Within the AI approaches, leveraging additional sources complementary data appears to be an effective strategy for improving classification performance. For instance, Sybil makes use of the entire chest CT whereas Liao et al. predicts on a few ROIs, a technique that crops out portions of the lung field and discards the overall chest anatomy. Additionally, using longitudinal imaging when, when available, leads to performance gains in across most of the cohorts. The integration of two or more consecutive chest CTs allows the model to consider how imaging features change over time. The use of data from multiple modalities also appears to be effective. From a clinical perspective, the advantage of multimodality is expected, as imaging findings are often interpreted in the context of the patient’s clinical risk factors. The improved performance of longitudinal AI and multimodal AI in this study suggest that combining the two approaches is a promising direction.

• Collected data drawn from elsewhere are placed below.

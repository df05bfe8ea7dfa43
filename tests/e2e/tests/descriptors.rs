//! Descriptor table scenarios driven through the syscall interface.

use std::sync::atomic::{AtomicU64, Ordering};
use std::sync::Arc;

use kproc::hosted::USER_STACK_TOP;
use kproc::syscall::SyscallNumber;
use kproc::{Errno, KernelConfig};
use kproc_e2e::{Harness, Recorder};
use storage::OpenFlags;

fn create() -> OpenFlags {
    OpenFlags::RDWR | OpenFlags::CREAT
}

#[test]
fn test_open_hands_out_distinct_descriptors_until_full() {
    let harness = Harness::with_config(KernelConfig::default().with_max_open_files(4));
    let seen = Recorder::new();
    let rec = seen.clone();
    harness.install("/bin/fill", move |env| {
        for i in 0..5 {
            rec.push(env.open(&format!("/f{}", i), create(), 0o644));
        }
        // A freed slot is reused.
        let _ = env.close(4);
        rec.push(env.open("/again", create(), 0o644));
        0
    });

    let status = harness.run("/bin/fill", &[]).unwrap();
    assert_eq!(status.code(), Some(0));
    assert_eq!(
        seen.snapshot(),
        vec![Ok(3), Ok(4), Ok(5), Ok(6), Err(Errno::EMFILE), Ok(4)]
    );
}

#[test]
fn test_close_is_exactly_once() {
    let harness = Harness::new();
    let seen = Recorder::new();
    let rec = seen.clone();
    harness.install("/bin/close", move |env| {
        let fd = match env.open("/file", create(), 0o644) {
            Ok(fd) => fd,
            Err(_) => return 1,
        };
        rec.push(env.close(fd));
        rec.push(env.close(fd));
        rec.push(env.close(-1));
        rec.push(env.close(1000));
        0
    });

    harness.run("/bin/close", &[]).unwrap();
    assert_eq!(
        seen.snapshot(),
        vec![Ok(()), Err(Errno::EBADF), Err(Errno::EBADF), Err(Errno::EBADF)]
    );
}

#[test]
fn test_shared_file_released_on_last_close() {
    let harness = Harness::new();
    harness.host.fs.create_file("/data", b"shared", 0o644).unwrap();
    let fs = harness.host.fs.clone();
    let seen = Recorder::new();
    let rec = seen.clone();
    harness.install("/bin/share", move |env| {
        let before = fs.open_handles();
        let Ok(fd) = env.open("/data", OpenFlags::RDONLY, 0) else {
            return 1;
        };
        let _ = env.dup2(fd, 10);
        let _ = env.dup2(fd, 11);
        rec.push(fs.open_handles() - before);

        let _ = env.close(fd);
        let _ = env.close(10);
        let mut buf = [0u8; 6];
        rec.push(env.read(11, &mut buf).unwrap_or(0));
        rec.push(fs.open_handles() - before);

        let _ = env.close(11);
        rec.push(fs.open_handles() - before);
        rec.push(match env.read(11, &mut buf) {
            Err(Errno::EBADF) => 99,
            _ => 0,
        });
        0
    });

    harness.run("/bin/share", &[]).unwrap();
    assert_eq!(seen.snapshot(), vec![1, 6, 1, 0, 99]);
}

#[test]
fn test_dup2_semantics() {
    let harness = Harness::new();
    let seen = Recorder::new();
    let rec = seen.clone();
    harness.install("/bin/dup", move |env| {
        let Ok(fd) = env.open("/dup", create(), 0o644) else {
            return 1;
        };
        rec.push(env.dup2(fd, fd));
        rec.push(env.dup2(fd, -1));
        rec.push(env.dup2(50, 5));

        // Replacing an open target closes it first.
        let _ = env.write(fd, b"abc");
        let Ok(other) = env.open("/other", create(), 0o644) else {
            return 1;
        };
        rec.push(env.dup2(fd, other));
        let _ = env.write(other, b"def");
        let _ = env.lseek(fd, 0, 0);
        let mut buf = [0u8; 8];
        let n = env.read(fd, &mut buf).unwrap_or(0);
        rec.push(Ok(n as i32));
        0
    });

    harness.run("/bin/dup", &[]).unwrap();
    assert_eq!(
        seen.snapshot(),
        vec![Ok(3), Err(Errno::EBADF), Err(Errno::EBADF), Ok(4), Ok(6)]
    );
    assert_eq!(harness.host.fs.read_file("/dup").unwrap(), b"abcdef");
    assert!(harness.host.fs.read_file("/other").unwrap().is_empty());
}

#[test]
fn test_write_seek_read_round_trip() {
    let harness = Harness::new();
    let seen = Recorder::new();
    let rec = seen.clone();
    harness.install("/bin/rw", move |env| {
        let Ok(fd) = env.open("/notes", create(), 0o644) else {
            return 1;
        };
        let written = env.write(fd, b"hello, world").unwrap_or(0);
        let end = env.lseek(fd, 0, 1).unwrap_or(0);
        let _ = env.lseek(fd, 7, 0);
        let mut buf = [0u8; 16];
        let n = env.read(fd, &mut buf).unwrap_or(0);
        rec.push((written, end, String::from_utf8_lossy(&buf[..n]).into_owned()));
        0
    });

    harness.run("/bin/rw", &[]).unwrap();
    assert_eq!(seen.snapshot(), vec![(12, 12, String::from("world"))]);
}

#[test]
fn test_access_mode_and_seek_errors() {
    let harness = Harness::new();
    harness.host.fs.create_file("/ro", b"data", 0o644).unwrap();
    let seen = Recorder::new();
    let rec = seen.clone();
    harness.install("/bin/modes", move |env| {
        let Ok(fd) = env.open("/ro", OpenFlags::RDONLY, 0) else {
            return 1;
        };
        rec.push(env.write(fd, b"x").map(|_| ()));
        rec.push(env.lseek(fd, -1, 0).map(|_| ()));
        rec.push(env.lseek(fd, 0, 7).map(|_| ()));
        rec.push(env.lseek(1, 0, 0).map(|_| ()));
        rec.push(env.open("/missing", OpenFlags::RDONLY, 0).map(|_| ()));
        0
    });

    harness.run("/bin/modes", &[]).unwrap();
    assert_eq!(
        seen.snapshot(),
        vec![
            Err(Errno::EBADF),
            Err(Errno::EINVAL),
            Err(Errno::EINVAL),
            Err(Errno::ESPIPE),
            Err(Errno::ENOENT),
        ]
    );
}

#[test]
fn test_console_output() {
    let harness = Harness::new();
    kproc_e2e::fixtures::install_echo(&harness);

    let status = harness.run("/bin/echo", &["echo", "hello", "there"]).unwrap();
    assert_eq!(status.code(), Some(0));
    assert_eq!(harness.stdout(), "hello there\n");
}

#[test]
fn test_descriptors_released_at_exit() {
    let harness = Harness::new();
    let before = harness.host.fs.open_handles();
    harness.install("/bin/leak", |env| {
        for i in 0..8 {
            let _ = env.open(&format!("/leak{}", i), create(), 0o644);
        }
        0
    });

    harness.run("/bin/leak", &[]).unwrap();
    harness.settle().unwrap();
    assert_eq!(harness.host.fs.open_handles(), before);
}

#[test]
fn test_faulting_read_leaves_offset_alone() {
    let harness = Harness::new();
    harness.host.fs.create_file("/letters", b"abcdef", 0o644).unwrap();
    let text = Arc::new(AtomicU64::new(0));
    let text_page = text.clone();
    let seen = Recorder::new();
    let contents = Recorder::new();
    let (rec, got) = (seen.clone(), contents.clone());
    let entry = harness.install("/bin/badread", move |env| {
        let Ok(fd) = env.open("/letters", OpenFlags::RDONLY, 0) else {
            return 1;
        };
        let nr = SyscallNumber::Read as u64;
        let fd = fd as u64;
        // Unmapped, read-only, and running off the top of the stack.
        rec.push(env.raw_syscall(nr, [fd, 0x10, 3, 0, 0, 0]));
        rec.push(env.raw_syscall(nr, [fd, text_page.load(Ordering::SeqCst), 3, 0, 0, 0]));
        rec.push(env.raw_syscall(nr, [fd, USER_STACK_TOP - 2, 3, 0, 0, 0]));
        rec.push(env.lseek(fd as i32, 0, 1));

        let mut buf = [0u8; 3];
        let n = env.read(fd as i32, &mut buf).unwrap_or(0);
        got.push(String::from_utf8_lossy(&buf[..n]).into_owned());
        0
    });
    text.store(entry, Ordering::SeqCst);

    assert_eq!(harness.run("/bin/badread", &[]).unwrap().code(), Some(0));
    assert_eq!(
        seen.snapshot(),
        vec![Err(Errno::EFAULT), Err(Errno::EFAULT), Err(Errno::EFAULT), Ok(0)]
    );
    assert_eq!(contents.snapshot(), vec![String::from("abc")]);
}

#[test]
fn test_read_on_write_only_descriptor() {
    let harness = Harness::new();
    let seen = Recorder::new();
    let rec = seen.clone();
    harness.install("/bin/wronly", move |env| {
        let Ok(fd) = env.open("/sink", OpenFlags::WRONLY | OpenFlags::CREAT, 0o644) else {
            return 1;
        };
        let mut buf = [0u8; 4];
        rec.push(env.read(fd, &mut buf));
        0
    });

    harness.run("/bin/wronly", &[]).unwrap();
    assert_eq!(seen.snapshot(), vec![Err(Errno::EBADF)]);
}

#[test]
fn test_write_far_past_end_fails_cleanly() {
    let harness = Harness::new();
    let seen = Recorder::new();
    let rec = seen.clone();
    harness.install("/bin/sparse", move |env| {
        let Ok(fd) = env.open("/sparse", create(), 0o644) else {
            return 1;
        };
        rec.push(env.lseek(fd, i64::MAX, 0));
        rec.push(env.write(fd, b"x").map(|n| n as u64));
        rec.push(env.lseek(fd, 0, 1));
        let _ = env.lseek(fd, 0, 0);
        rec.push(env.write(fd, b"ok").map(|n| n as u64));
        0
    });

    let status = harness
        .run_with_timeout("/bin/sparse", &[], std::time::Duration::from_secs(5))
        .unwrap();
    assert_eq!(status.code(), Some(0));
    assert_eq!(
        seen.snapshot(),
        vec![
            Ok(i64::MAX as u64),
            Err(Errno::EFBIG),
            Ok(i64::MAX as u64),
            Ok(2),
        ]
    );
    assert_eq!(harness.host.fs.read_file("/sparse").unwrap(), b"ok");
}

We note the following limitations of this study. Since the evaluation cohorts are a few years dated, we expect different numerical results on cohorts drawn from today’s practice but a similar failure to generalize across clinical context and site. Several model-cohort evaluations were not conduced due to incomplete data. Extreme class imbalance in the models’ training cohort is another confounding factor that can affect a model’s sensitivity and specificity. This is concerning for the Brock model which was trained on a cohort with a cancer prevalence much smaller than those of other models. Other confounding sources include the differences in cohort size, scanner manufacturers, and scanner protocols ^35,36. Finally, the evaluation of DeepLungIPN on its training cohort is limited because the results are from cross-validation. However, it still performed well when evaluated on a true external cohort (Consortium-B).

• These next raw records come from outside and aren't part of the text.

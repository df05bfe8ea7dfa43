//! Thread dispatch interface.
//!
//! The process subsystem does not schedule anything itself. It asks the
//! machine layer to spawn kernel threads, put the current one to sleep,
//! wake sleepers, and finally drop into user mode.

use alloc::boxed::Box;
use core::fmt;

use crate::error::KResult;
use crate::process::{ProcessId, TrapFrame};
use crate::vm::UserPtr;

/// Thread ID type
#[derive(Debug, Clone, Copy, PartialEq, Eq, PartialOrd, Ord, Hash)]
pub struct ThreadId(pub u64);

impl fmt::Display for ThreadId {
    fn fmt(&self, f: &mut fmt::Formatter<'_>) -> fmt::Result {
        write!(f, "{}", self.0)
    }
}

/// Body of a new kernel thread.
pub type ThreadEntry = Box<dyn FnOnce() + Send + 'static>;

/// Everything needed to start a freshly loaded program.
#[derive(Debug, Clone, Copy, PartialEq, Eq)]
pub struct ProgramStart {
    /// Number of arguments.
    pub argc: usize,
    /// User address of the NULL-terminated argument pointer array.
    pub argv: UserPtr,
    /// Environment pointer (always NULL).
    pub envp: UserPtr,
    /// Initial user stack pointer.
    pub stack_pointer: UserPtr,
    /// Program entry point.
    pub entry: UserPtr,
}

/// Low-level thread services provided by the machine layer.
pub trait Scheduler: Send + Sync {
    /// Thread currently executing on this CPU.
    fn current_thread(&self) -> ThreadId;

    /// Process the current thread belongs to, if any.
    fn current_process(&self) -> Option<ProcessId>;

    /// Whether the CPU is servicing an interrupt.
    fn in_interrupt(&self) -> bool {
        false
    }

    /// Put the current thread to sleep until `unblock` is called for it.
    ///
    /// A wakeup that arrives before the thread sleeps is remembered, so
    /// `block` returns immediately in that case. Spurious returns are
    /// allowed; callers re-check their condition.
    fn block(&self);

    /// Make a sleeping thread runnable.
    fn unblock(&self, thread: ThreadId);

    /// Create a kernel thread attached to `pid` that runs `entry`.
    fn spawn(&self, name: &str, pid: ProcessId, entry: ThreadEntry) -> KResult<ThreadId>;

    /// Switch the current thread to user mode at a new program.
    fn enter_new_process(&self, start: ProgramStart) -> !;

    /// Resume user mode from a forked trapframe.
    fn enter_forked_process(&self, frame: TrapFrame) -> !;

    /// Terminate the current thread.
    fn exit_thread(&self) -> !;
}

In summary, this study presents a comparative analysis of 8 lung cancer prediction models against 9 cohorts that represent clinical relevant use cases. Our results revealed a lack of generalized performance and that certain modeling strategies excelled in lung screening vs. incidentally-detected nodules, while all models fell short in a cohort with biopsied nodules. We highlight approaches in lung cancer predictive modeling that, if investigated further, have the potential to overcome these observed limitations.

Key Points.

• Models predicting lung cancer risk from a single time point had higher area under the receiver operating characteristic curve (AUC) for patients that underwent lung cancer screening but performed worse on patients with incidentally-detected nodules relative to other models.

• Longitudinal models and multimodal models had comparatively high AUCs for patients with incidentally-detected nodules, but showed lower performance than single time point models in lung cancer screening cohorts.

• Both clinical variable-based models and artificial intelligence-based models performed poorly on patients with pulmonary nodules that were triaged for invasive biopsies.